Aussie dollar, Australian dollar swaps to rise in wake of GST announcement

Aussie dollars to the dollar and Australian dollar-denominated swaps could rise further this week as the Government’s GST announcement has triggered a surge in foreign exchange market activity.

Australian dollar-based options, such as the Aussie 100, Aussie 20 and Australian 10, could rise this week by 1.5 per cent or more in response to the Government imposing GST on imports of some goods, according to the Australian Commodities Futures Trading Commission (CFTC).

The CFTC said the spike in foreign currency options would likely be driven by an increase in the price of the Australian dollar.

“Aussie dollars have been gaining momentum in the past week due to the GST announcement, but this may be partly due to increased demand in emerging markets such as China,” CFTC spokeswoman Lisa Kelly said.

She said options in Australian dollars were traded on the futures market and could fluctuate over time as a result of the GST.

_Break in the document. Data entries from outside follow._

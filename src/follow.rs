//! Follow-mode state machine.
//!
//! Decides whether a live position fix should move the camera. Two states:
//!
//! | state | position fix | interaction start | recenter request | `release()` |
//! |-------|--------------|-------------------|------------------|-------------|
//! | `Following` | move marker, recenter at `follow_zoom` | → `Manual` | recenter | → `Manual` |
//! | `Manual` | move marker only | stays `Manual` | → `Following`, recenter | stays `Manual` |
//!
//! `release()` is the programmatic counterpart of an interaction, called when
//! the session moves the camera itself (deep link, cluster zoom).
//!
//! Position fixes never change the state. Fixes older than the newest
//! accepted one are dropped, so out-of-order delivery cannot drag the camera
//! backwards. While following, a fix within `min_recenter_distance_m` of the
//! last recenter target moves the marker without re-issuing a recenter.
//! So fix, fix, interaction, fix yields a single recenter only when the
//! second fix lands within that distance of the first; two distinct fixes
//! recenter twice before the interaction stops it.
//!
//! A missing fix (permission denied, timeout) is not an error: the machine
//! stays where it is and simply has nothing to recenter on.

use log::{debug, info, warn};

use crate::config::FollowConfig;
use crate::geo_utils::haversine_distance;
use crate::renderer::MapEvent;
use crate::GeoPoint;

#[derive(Debug, Clone, Copy, PartialEq, Eq, Hash, Default)]
pub enum FollowState {
    #[default]
    Following,
    Manual,
}

/// One fix from the position source.
#[derive(Debug, Clone, Copy, PartialEq)]
pub struct PositionSample {
    pub position: GeoPoint,
    /// Fix time in milliseconds since the epoch
    pub timestamp_ms: u64,
    /// Reported accuracy radius in meters, if known
    pub accuracy_m: Option<f64>,
}

impl PositionSample {
    pub fn new(lat: f64, lon: f64, timestamp_ms: u64) -> Self {
        Self {
            position: GeoPoint::new(lat, lon),
            timestamp_ms,
            accuracy_m: None,
        }
    }
}

/// Failure reported by the position source.
#[derive(Debug, Clone, Copy, PartialEq, Eq, Hash)]
pub enum PositionError {
    PermissionDenied,
    Unavailable,
    Timeout,
}

/// Whether the position source has produced anything usable.
#[derive(Debug, Clone, Copy, PartialEq, Eq, Hash, Default)]
pub enum PositionStatus {
    #[default]
    Waiting,
    Available,
    Denied,
}

/// Camera instruction produced by a transition.
#[derive(Debug, Clone, Copy, PartialEq)]
pub struct Recenter {
    pub center: GeoPoint,
    pub zoom: f64,
}

/// Result of one transition.
#[derive(Debug, Clone, Copy, PartialEq, Default)]
pub struct FollowOutput {
    pub recenter: Option<Recenter>,
    /// New position for the live-position marker
    pub marker_position: Option<GeoPoint>,
}

#[derive(Debug, Clone, Default)]
pub struct FollowController {
    config: FollowConfig,
    state: FollowState,
    status: PositionStatus,
    last_sample: Option<PositionSample>,
    last_recenter: Option<GeoPoint>,
}

impl FollowController {
    pub fn new(config: FollowConfig) -> Self {
        Self { config, ..Self::default() }
    }

    pub fn state(&self) -> FollowState {
        self.state
    }

    pub fn status(&self) -> PositionStatus {
        self.status
    }

    /// Most recent accepted position.
    pub fn position(&self) -> Option<GeoPoint> {
        self.last_sample.map(|s| s.position)
    }

    /// Transition on one event. Events that do not concern follow mode are ignored.
    pub fn handle(&mut self, event: &MapEvent) -> FollowOutput {
        match event {
            MapEvent::Position(sample) => self.on_position(sample),
            MapEvent::PositionError(error) => {
                self.on_position_error(*error);
                FollowOutput::default()
            }
            MapEvent::InteractionStart(kind) => {
                if self.state == FollowState::Following {
                    debug!("[FollowController] {:?} interaction, leaving follow mode", kind);
                }
                self.state = FollowState::Manual;
                FollowOutput::default()
            }
            MapEvent::RecenterRequested => self.on_recenter_request(),
            MapEvent::ViewportChanged(_) | MapEvent::MarkerClicked(_) => FollowOutput::default(),
        }
    }

    /// Hand the camera to something other than the live position (a shared
    /// location, a cluster zoom) without a user gesture. Same effect as an
    /// interaction: later fixes move the marker only.
    pub fn release(&mut self) {
        self.state = FollowState::Manual;
    }

    fn on_position(&mut self, sample: &PositionSample) -> FollowOutput {
        if !sample.position.is_valid() {
            warn!("[FollowController] Dropping invalid fix {:?}", sample.position);
            return FollowOutput::default();
        }
        if let Some(last) = self.last_sample {
            if sample.timestamp_ms <= last.timestamp_ms {
                debug!(
                    "[FollowController] Dropping stale fix @{} (latest @{})",
                    sample.timestamp_ms, last.timestamp_ms
                );
                return FollowOutput::default();
            }
        }

        self.last_sample = Some(*sample);
        self.status = PositionStatus::Available;

        let mut out = FollowOutput {
            marker_position: Some(sample.position),
            recenter: None,
        };

        if self.state == FollowState::Following {
            let moved = self.last_recenter.map_or(true, |prev| {
                haversine_distance(&prev, &sample.position) >= self.config.min_recenter_distance_m
            });
            if moved {
                out.recenter = Some(self.recenter_to(sample.position));
            }
        }

        out
    }

    fn on_position_error(&mut self, error: PositionError) {
        match error {
            PositionError::PermissionDenied => {
                info!("[FollowController] Position permission denied, live tracking disabled");
                self.status = PositionStatus::Denied;
            }
            PositionError::Unavailable | PositionError::Timeout => {
                debug!("[FollowController] No fix ({:?}), keeping {:?}", error, self.state);
            }
        }
    }

    fn on_recenter_request(&mut self) -> FollowOutput {
        self.state = FollowState::Following;
        match self.position() {
            Some(position) => FollowOutput {
                recenter: Some(self.recenter_to(position)),
                marker_position: None,
            },
            None => {
                debug!("[FollowController] Recenter requested without a fix");
                FollowOutput::default()
            }
        }
    }

    fn recenter_to(&mut self, center: GeoPoint) -> Recenter {
        self.last_recenter = Some(center);
        Recenter {
            center,
            zoom: self.config.follow_zoom,
        }
    }
}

The spike in options is part of the global movement of foreign currency into the Australian Dollar market following the Australian Government’s announcement of the first tax on foreign direct investment in a national economy.

Foreign direct investment is a measure of capital that has come into a country through foreign direct purchasing and foreign direct lending.

It’s a form of capital flowing from other countries into Australia’s economy.

Foreign direct investment, which has grown in recent years to around $500 billion, is currently capped at $15 billion.

Under the GST, Australia will levy a 10 per cent tax on all imports and exports of goods and services from countries such as Japan, Vietnam, Malaysia and South Korea.

On Thursday, the Government announced that the GST would not apply to foreign direct investments from those countries.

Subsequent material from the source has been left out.